Workout Your Calves at Merritt Athletic Clubs

   

Posted by Sterling McKinley

Oct 9, 2015

Give your calves a workout at Merritt Athletic Clubs. There’s more to your legs than just your thighs, and plenty of alternative moves if you’re getting bored with the same old calf raises. These are 3 other exercises that will help you take a whole new look at shaping up your lower legs.

Most people find that their calves get plenty of daily exercise just from walking around or standing in line. The trouble is that they probably do not get enough stretching. Plus, if you’re a woman who wears high heels, your calves can shorten even more. Keep doing calf raises, but mix things up with extra moves like these:

Sitting Calf Stretch: Start out with a nice gentle stretch. Sit with your legs extended in front of you. Wrap your hand under the arch of your foot and press it back toward your ankle. To increase the stretch, straighten your leg more and lift it higher as you pull back.

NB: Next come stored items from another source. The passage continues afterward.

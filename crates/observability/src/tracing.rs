//! Tracing/logging initialization.
//!
//! Enough for a host embedding the kernel: JSON logs with an env-driven
//! filter, so `RUST_LOG=eventide_pipeline=debug` surfaces pipeline
//! assembly and dispatch without touching code.

use tracing_subscriber::EnvFilter;

/// Initialize tracing/logging for the process.
///
/// Safe to call multiple times (subsequent calls are no-ops).
pub fn init() {
    let filter = EnvFilter::try_from_default_env().unwrap_or_else(|_| EnvFilter::new("info"));

    let _ = tracing_subscriber::fmt()
        .with_env_filter(filter)
        .json()
        .with_timer(tracing_subscriber::fmt::time::SystemTime)
        .with_target(false)
        .try_init();
}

Downward Dog for Calves: The best known yoga pose is great for your whole body, including your lower legs. With a few modifications, you can make it even more effective for your calves. Place your palms flat on the floor, and walk your feet back until you can comfortably hold one toe if you reach back your arm. You can put more pressure on your calves by lifting one leg at a time or resting the front of your foot on the back of the opposite ankle.

Slow Jumping: Jumping can increase flexibility and strength. Just stay safe and avoid this move if you are overweight or have knee problems. Otherwise, find a shock absorbent surface, bend your knees as you come down, and keep your knees over your feet.